Early Morning Tibbet Knob

Early morning from Tibbet Knob.

I gave the wake-up call at 6 a.m. so we could enjoy the sunrise and morning light from Tibbet Knob. It really is one of the nicest views in the area, and even more so in the morning. We were moving just after 7 a.m.

Now while it is not rifle season in West Virginia, it is rifle season in Virginia. Most of the trail is in West Virginia or at least straddles the border, but the stretch from Tibbet Knob is still on the Virginia side. We quickly encountered a hunter with his rifle along the trail, and a large party was camped at the site that borders the road up Devils Hole Mountain. We realized that Logan had dressed like a deer in brown and black so I gave him my yellow windshirt to attach to the back of his pack. Thus arrayed, we headed up the road and made our way to Long Mountain Trail.

Overall, the route was nice, but the Long Mountain Trail was one of the better stretches. We made our way rather quickly, and stopped by the bridge just before the Bucktail Trail. Merritt, Logan, and I made ourselves comfortable at campsite and dug into our lunch. We kept an eye out for Marika but started to get a little worried as time passed. She came into view: apparently, Marika experienced her first bonus miles having missed a turn! Fortunately, she quickly adjusted once realizing she got off course.

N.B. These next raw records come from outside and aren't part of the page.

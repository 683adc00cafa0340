//! CLI argument parsing using clap.
//!
//! Defines the command-line interface of the `layered-rc` binary, which
//! resolves configuration for any application name and prints it as JSON.

use std::path::{Path, PathBuf};

use clap::Parser;
use serde_json::Value;
use thiserror::Error;

use crate::parser::strip_comments;

#[cfg(test)]
#[path = "cli_tests.rs"]
mod tests;

/// Layered-RC: Layered Application Configuration
///
/// Resolves the configuration an application named NAME would see, from
/// defaults, config files, `NAME_*` environment variables and arguments.
#[derive(Debug, Parser)]
#[command(name = "layered-rc")]
#[command(version, about, long_about = None)]
pub struct Cli {
    /// Application name used for file discovery and the environment prefix
    pub name: String,

    /// JSON (comments allowed) or TOML file holding default values
    #[arg(long, short, value_name = "FILE")]
    pub defaults: Option<PathBuf>,

    /// Print compact JSON instead of pretty-printed JSON
    #[arg(long)]
    pub compact: bool,

    /// Print `{"config": ..., "contributions": [...]}` instead of the configuration alone
    #[arg(long)]
    pub explain: bool,

    /// Enable verbose logging
    #[arg(long, short)]
    pub verbose: bool,

    /// Application arguments, given after `--`, forming the argument layer
    #[arg(last = true, value_name = "APP_ARGS")]
    pub app_args: Vec<String>,
}

impl Cli {
    /// Parses CLI arguments from the command line.
    #[must_use]
    pub fn parse_args() -> Self {
        Self::parse()
    }

    /// Parses CLI arguments from an iterator (useful for testing).
    pub fn parse_from_iter<I, T>(iter: I) -> Self
    where
        I: IntoIterator<Item = T>,
        T: Into<std::ffi::OsString> + Clone,
    {
        Self::parse_from(iter)
    }
}

/// Error loading the `--defaults` file.
#[derive(Debug, Error)]
pub enum DefaultsError {
    /// Failed to read the defaults file.
    #[error("Failed to read defaults file '{}': {source}", path.display())]
    FileRead {
        /// Path to the defaults file
        path: PathBuf,
        /// Underlying I/O error
        #[source]
        source: std::io::Error,
    },

    /// Failed to parse TOML defaults.
    #[error("Failed to parse TOML defaults: {0}")]
    TomlParse(#[from] toml::de::Error),

    /// Failed to parse JSON defaults.
    #[error("Failed to parse JSON defaults: {0}")]
    JsonParse(#[from] serde_json::Error),
}

/// Loads the defaults object; no file means an empty object.
///
/// Files ending in `.toml` are read as TOML, everything else as JSON with
/// comments. The result is not checked for being an object here; the
/// resolver reports that.
///
/// # Errors
///
/// Returns an error if the file cannot be read or parsed.
pub fn load_defaults(path: Option<&Path>) -> Result<Value, DefaultsError> {
    let Some(path) = path else {
        return Ok(Value::Object(serde_json::Map::new()));
    };

    let content = std::fs::read_to_string(path).map_err(|e| DefaultsError::FileRead {
        path: path.to_path_buf(),
        source: e,
    })?;

    if path.extension().is_some_and(|ext| ext.eq_ignore_ascii_case("toml")) {
        let table: toml::Table = toml::from_str(&content)?;
        Ok(serde_json::to_value(table)?)
    } else {
        Ok(serde_json::from_str(&strip_comments(&content))?)
    }
}
//! File system access for candidate configuration files.
//!
//! Reading is modeled so that nothing here can fail a resolution call: a
//! missing or unreadable file is just a candidate that does not contribute.

use std::io::ErrorKind;
use std::path::Path;

#[cfg(test)]
#[path = "loader_tests.rs"]
mod tests;

/// Result of reading a candidate file.
///
/// Explicitly models the three outcomes so callers can log them
/// differently while treating all non-`Loaded` cases the same.
#[derive(Debug, Clone, PartialEq, Eq)]
pub enum LoadResult {
    /// The file exists and was read as UTF-8 text.
    Loaded(String),

    /// No file exists at the path.
    NotFound,

    /// The file exists but could not be read.
    Unreadable {
        /// Reason for the failure (for logging/debugging).
        reason: String,
    },
}

impl LoadResult {
    /// Returns the contents when the file was read and is non-empty.
    ///
    /// An empty file carries nothing to merge and is treated like a missing one.
    #[must_use]
    pub fn into_contents(self) -> Option<String> {
        match self {
            Self::Loaded(contents) if !contents.is_empty() => Some(contents),
            Self::Loaded(_) | Self::NotFound | Self::Unreadable { .. } => None,
        }
    }
}

/// Abstraction over the two file-system primitives resolution needs.
///
/// Implementations must never panic or error: absence is an answer.
pub trait FileSystem {
    /// Reads the file at `path`.
    fn read(&self, path: &Path) -> LoadResult;

    /// Returns `true` if something exists at `path`.
    fn exists(&self, path: &Path) -> bool;
}

/// [`FileSystem`] backed by `std::fs`.
#[derive(Debug, Clone, Copy, Default)]
pub struct StdFileSystem;

impl FileSystem for StdFileSystem {
    fn read(&self, path: &Path) -> LoadResult {
        match std::fs::read_to_string(path) {
            Ok(contents) => LoadResult::Loaded(contents),
            Err(e) if e.kind() == ErrorKind::NotFound => LoadResult::NotFound,
            Err(e) => LoadResult::Unreadable {
                reason: e.to_string(),
            },
        }
    }

    fn exists(&self, path: &Path) -> bool {
        path.exists()
    }
}

/// Reads a candidate, logging why it did not contribute.
pub fn load<F: FileSystem + ?Sized>(fs: &F, path: &Path) -> Option<String> {
    let result = fs.read(path);
    match &result {
        LoadResult::Loaded(contents) if contents.is_empty() => {
            tracing::debug!(path = %path.display(), "Config file is empty, skipping");
        }
        LoadResult::Loaded(_) => {
            tracing::debug!(path = %path.display(), "Read config file");
        }
        LoadResult::NotFound => {
            tracing::trace!(path = %path.display(), "No config file");
        }
        LoadResult::Unreadable { reason } => {
            tracing::debug!(path = %path.display(), reason = %reason, "Config file unreadable, skipping");
        }
    }
    result.into_contents()
}
//! Application startup and utilities.
//!
//! This module contains exit codes, tracing setup, and error hints
//! that support the main entry point.

use layered_rc::ConfigError;
use tracing::Level;
use tracing_subscriber::EnvFilter;

use crate::run::RunError;

/// Application exit codes.
pub mod exit_code {
    use std::process::ExitCode;

    /// Success (exit code 0).
    pub const SUCCESS: ExitCode = ExitCode::SUCCESS;

    /// Configuration error (exit code 1) - bad defaults, missing explicit file, etc.
    pub const CONFIG_ERROR: ExitCode = ExitCode::FAILURE;

    /// Output error (exit code 2) - stdout closed or serialization failure.
    ///
    /// Note: This is a function rather than a constant because `ExitCode::from()` is not `const fn`.
    pub fn output_error() -> ExitCode {
        ExitCode::from(2)
    }
}

/// Prints helpful hints for common resolution errors.
pub fn print_error_hint(error: &RunError) {
    match error {
        RunError::Resolve(ConfigError::UnknownParser { .. }) => {
            eprintln!("\nRename the file to a supported extension, or to '.<name>rc' for auto-detection.");
        }
        RunError::Resolve(ConfigError::ExplicitConfigNotFound { .. }) => {
            eprintln!("\nCheck the path passed via '--config' or the '<name>_config' environment variable.");
        }
        _ => {}
    }
}

/// Maps an execution error to its exit code.
pub fn exit_code_for(error: &RunError) -> std::process::ExitCode {
    match error {
        RunError::Defaults(_) | RunError::Resolve(_) => exit_code::CONFIG_ERROR,
        RunError::Serialize(_) | RunError::Output(_) => exit_code::output_error(),
    }
}

/// Sets up the tracing subscriber for logging.
///
/// Logs go to stderr so stdout carries only the resolved configuration.
pub fn setup_tracing(verbose: bool) {
    let level = if verbose { Level::DEBUG } else { Level::INFO };

    let filter = EnvFilter::builder()
        .with_default_directive(level.into())
        .from_env_lossy();

    tracing_subscriber::fmt()
        .with_env_filter(filter)
        .with_target(false)
        .with_writer(std::io::stderr)
        .init();
}
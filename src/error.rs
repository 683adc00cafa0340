//! Error types for configuration resolution.

use std::path::PathBuf;

use thiserror::Error;

/// Error type for a resolution call.
///
/// Every variant is terminal: the whole call fails and no merge is performed.
/// Missing or unreadable candidate files are not errors; they simply do not
/// contribute.
#[derive(Debug, Error)]
pub enum ConfigError {
    /// The application name holds a NUL byte and cannot be used in paths.
    #[error("rc(name): name must be a string usable in file paths. {name:?} given.")]
    InvalidName {
        /// The rejected name
        name: String,
    },

    /// The defaults value is not a plain object.
    #[error("`defaults` has to be an object, got {kind}")]
    InvalidDefaults {
        /// JSON kind of the rejected value (`array`, `string`, ...)
        kind: &'static str,
    },

    /// A config file passed via `--config` or `<name>_config` does not exist.
    #[error("Explicitly passed config file could not be found at: {}", path.display())]
    ExplicitConfigNotFound {
        /// The path as it was passed
        path: PathBuf,
    },

    /// No parser is registered for the extension derived from a file path.
    #[error("Extension \"{extension}\" does not have a parser. Valid parsers: {available}")]
    UnknownParser {
        /// The derived extension token
        extension: String,
        /// Registered tokens, comma separated, empty token rendered as `''`
        available: String,
    },
}

impl ConfigError {
    /// Creates an `InvalidDefaults` error describing the offending value.
    #[must_use]
    pub fn invalid_defaults(value: &serde_json::Value) -> Self {
        let kind = match value {
            serde_json::Value::Null => "null",
            serde_json::Value::Bool(_) => "boolean",
            serde_json::Value::Number(_) => "number",
            serde_json::Value::String(_) => "string",
            serde_json::Value::Array(_) => "array",
            serde_json::Value::Object(_) => "object",
        };
        Self::InvalidDefaults { kind }
    }
}

/// Error produced by a parser that could not decode file contents.
///
/// Never escapes a resolution call: the offending file is skipped.
#[derive(Debug, Error)]
pub enum ParseError {
    /// Strict JSON decoding failed.
    #[error("Invalid JSON: {0}")]
    Json(#[from] serde_json::Error),

    /// A custom parser rejected the input.
    #[error("{0}")]
    Custom(String),
}
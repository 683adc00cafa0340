//! Layered-RC: Layered Application Configuration
//!
//! A library for resolving application configuration from defaults,
//! conventional configuration files, prefixed environment variables and
//! command-line arguments, merged with a fixed precedence.
//!
//! See [`resolve`](mod@resolve) for the layering rules and [`paths`] for the
//! list of files that are searched.

pub mod args;
pub mod cli;
pub mod defaults;
pub mod env;
pub mod error;
pub mod loader;
pub mod merge;
pub mod parser;
pub mod paths;
pub mod resolve;

#[cfg(test)]
mod test_support;

pub use error::{ConfigError, ParseError};
pub use parser::{ConfigObject, ParserRegistry};
pub use resolve::{Platform, Resolution, Resolver, resolve};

We got started on the next bit of trail which weaves alongside Halfmoon Mountain. At the next intersection, Merritt and Logan jogged ahead so they could do the sidetrip to Halfmoon Mountain. Marika and I made our way uphill, and met them near the intersection.

While we were making good time, the short day was not in our favor. We had just over an hour of daylight remaining and roughly six miles to go. Given the hour, we decided to go with the buddy system. Logan and Merritt would take up the lead and head to the campsite at Big Schloss, with Marika and I at the back. And off we went.

Trail to Big Schloss

Well, hello rocks.

I remembered the Mill Mountain Trail as more of a forest road. While it is probably easy walking during the day, it didn’t make for great night hiking. It was much rockier than I remembered, and the blazes were spread far apart. At one point, I changed batteries in hope that it would improve my headlamp range but it was still emitting a rather weak light. Night hiking, especially when the days get shorter, can play some tricks. At one point, I thought we’d been walking for hours but had to remind myself that it only was 6:30 — not midnight! When we reached the overlook, I realized we were making better time than I thought. Soon after, the silhouette of Big Schloss came into view. It was a cold night, though, and the wind was picking up. Both Marika and I were done with the night hiking, done with the rocks, and done with the cold. As we passed under and around Big Schloss, I focused all my energy on making sure we didn’t miss the turn-off to Big Schloss. I found the trail marker and checked the frontside to confirm. We had arrived!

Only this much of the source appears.